Task:
Each entry needs to be copied exactly, with nothing left out.

━━━ Records to process

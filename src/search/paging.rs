use super::filter::Searchable;

/// Cursor value that makes [`Navigation::Forward`] land on the first result.
pub const LOOP_TO_FIRST: i32 = -1;
/// Cursor value that makes [`Navigation::Back`] land on the last result.
pub const LOOP_TO_LAST: i32 = 100_000_000;

/// Which result to display, relative to the currently displayed one.
#[derive(Debug, Clone, Copy, PartialEq, Eq)]
pub enum Navigation {
    Initial,
    /// The next result after the cursor, wrapping to the first.
    Forward(i32),
    /// The previous result before the cursor, wrapping to the last.
    Back(i32),
}

#[derive(Debug)]
pub struct Page<'a, T> {
    /// Every matching bookmark, ordered by `user_bookmark_id`.
    pub results: Vec<&'a T>,
    pub selected: &'a T,
    pub is_first: bool,
    pub is_last: bool,
}

impl<'a, T: Searchable> Page<'a, T> {
    /// Picks the bookmark to display out of `results`, which must be ordered
    /// by `user_bookmark_id` ascending. `None` when there are no results.
    pub fn select(results: Vec<&'a T>, navigation: Navigation) -> Option<Self> {
        let first = *results.first()?;
        let last = *results.last()?;

        let selected = match navigation {
            Navigation::Initial => first,
            Navigation::Forward(cursor) => results
                .iter()
                .copied()
                .find(|b| b.user_bookmark_id() > cursor)
                .unwrap_or(first),
            Navigation::Back(cursor) => results
                .iter()
                .rev()
                .copied()
                .find(|b| b.user_bookmark_id() < cursor)
                .unwrap_or(last),
        };
        let id = selected.user_bookmark_id();

        Some(Page {
            is_first: id == first.user_bookmark_id(),
            is_last: id == last.user_bookmark_id(),
            results,
            selected,
        })
    }

    pub fn len(&self) -> usize {
        self.results.len()
    }

    pub fn is_empty(&self) -> bool {
        self.results.is_empty()
    }
}
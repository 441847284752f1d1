use tracing::debug;

use super::{CommandHandler, Context, Reply};
use crate::db::tag::{toggle_bookmark_tag, upsert_tag};
use crate::search::validate::normalize_tag;
use crate::utils::CommonError;

pub struct Tag;

#[rocket::async_trait]
impl CommandHandler for Tag {
    async fn handle(&self, ctx: &mut Context<'_>) -> Result<Reply, CommonError> {
        let raw = ctx.data().option_str("tag").unwrap_or_default().to_string();
        let bookmark = ctx.referenced_bookmark().await?;
        let name = normalize_tag(&raw)?;

        let tag = upsert_tag(ctx.conn, ctx.user.id, &name, false).await?;
        let attached = toggle_bookmark_tag(ctx.conn, &bookmark, &tag).await?;
        debug!(bookmark = bookmark.id, tag = %tag.name, attached, "toggled tag");

        Ok(Reply::ephemeral(if attached {
            format!("The tag `{}` was added to the bookmark.", tag.name)
        } else {
            format!("The tag `{}` was removed from the bookmark.", tag.name)
        }))
    }
}
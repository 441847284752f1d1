#[macro_use]
extern crate rocket;

pub mod api;
pub mod db;
pub mod search;
pub mod utils;

#[cfg(test)]
#[cfg(not(tarpaulin_include))]
#[ctor::ctor]
fn init() {
    crate::utils::logging::setup_console_log();
}

/// Builds the server: embedded migrations are applied first, then the
/// interaction routes are mounted under `/interactions`.
#[cfg(not(tarpaulin_include))]
pub async fn rocket() -> anyhow::Result<rocket::Rocket<rocket::Build>> {
    use rocket::fairing::AdHoc;
    use rocket_db_pools::Database;

    use crate::api::configs::{self, Config};
    use crate::api::fairings::db::Db;
    use crate::api::interaction;

    crate::db::connection::run_migrations().await?;

    Ok(rocket::custom(configs::config_provider())
        .attach(Db::init())
        .mount("/interactions", interaction::routes())
        .attach(AdHoc::config::<Config>()))
}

━━━━━━

Task answer:
filename src/search/paging.rs
use super::filter::Searchable;

/// Cursor value that makes [`Navigation::Forward`] land on the first result.
pub const LOOP_TO_FIRST: i32 = -1;
/// Cursor value that makes [`Navigation::Back`] land on the last result.
pub const LOOP_TO_LAST: i32 = 100_000_000;

/// Which result to display, relative to the currently displayed one.
#[derive(Debug, Clone, Copy, PartialEq, Eq)]
pub enum Navigation {
    Initial,
    /// The next result after the cursor, wrapping to the first.
    Forward(i32),
    /// The previous result before the cursor, wrapping to the last.
    Back(i32),
}

#[derive(Debug)]
pub struct Page<'a, T> {
    /// Every matching bookmark, ordered by `user_bookmark_id`.
    pub results: Vec<&'a T>,
    pub selected: &'a T,
    pub is_first: bool,
    pub is_last: bool,
}

impl<'a, T: Searchable> Page<'a, T> {
    /// Picks the bookmark to display out of `results`, which must be ordered
    /// by `user_bookmark_id` ascending. `None` when there are no results.
    pub fn select(results: Vec<&'a T>, navigation: Navigation) -> Option<Self> {
        let first = *results.first()?;
        let last = *results.last()?;

        let selected = match navigation {
            Navigation::Initial => first,
            Navigation::Forward(cursor) => results
                .iter()
                .copied()
                .find(|b| b.user_bookmark_id() > cursor)
                .unwrap_or(first),
            Navigation::Back(cursor) => results
                .iter()
                .rev()
                .copied()
                .find(|b| b.user_bookmark_id() < cursor)
                .unwrap_or(last),
        };
        let id = selected.user_bookmark_id();

        Some(Page {
            is_first: id == first.user_bookmark_id(),
            is_last: id == last.user_bookmark_id(),
            results,
            selected,
        })
    }

    pub fn len(&self) -> usize {
        self.results.len()
    }

    pub fn is_empty(&self) -> bool {
        self.results.is_empty()
    }
}
repository 441847284752f1d1
use tracing::debug;

use super::{CommandHandler, Context, Reply};
use crate::db::tag::{toggle_bookmark_tag, upsert_tag};
use crate::search::validate::normalize_tag;
use crate::utils::CommonError;

pub struct Tag;

#[rocket::async_trait]
impl CommandHandler for Tag {
    async fn handle(&self, ctx: &mut Context<'_>) -> Result<Reply, CommonError> {
        let raw = ctx.data().option_str("tag").unwrap_or_default().to_string();
        let bookmark = ctx.referenced_bookmark().await?;
        let name = normalize_tag(&raw)?;

        let tag = upsert_tag(ctx.conn, ctx.user.id, &name, false).await?;
        let attached = toggle_bookmark_tag(ctx.conn, &bookmark, &tag).await?;
        debug!(bookmark = bookmark.id, tag = %tag.name, attached, "toggled tag");

        Ok(Reply::ephemeral(if attached {
            format!("The tag `{}` was added to the bookmark.", tag.name)
        } else {
            format!("The tag `{}` was removed from the bookmark.", tag.name)
        }))
    }
}
repository 441847284752f1d1
#[macro_use]
extern crate rocket;

pub mod api;
pub mod db;
pub mod search;
pub mod utils;

#[cfg(test)]
#[cfg(not(tarpaulin_include))]
#[ctor::ctor]
fn init() {
    crate::utils::logging::setup_console_log();
}

/// Builds the server: embedded migrations are applied first, then the
/// interaction routes are mounted under `/interactions`.
#[cfg(not(tarpaulin_include))]
pub async fn rocket() -> anyhow::Result<rocket::Rocket<rocket::Build>> {
    use rocket::fairing::AdHoc;
    use rocket_db_pools::Database;

    use crate::api::configs::{self, Config};
    use crate::api::fairings::db::Db;
    use crate::api::interaction;

    crate::db::connection::run_migrations().await?;

    Ok(rocket::custom(configs::config_provider())
        .attach(Db::init())
        .mount("/interactions", interaction::routes())
        .attach(AdHoc::config::<Config>()))
}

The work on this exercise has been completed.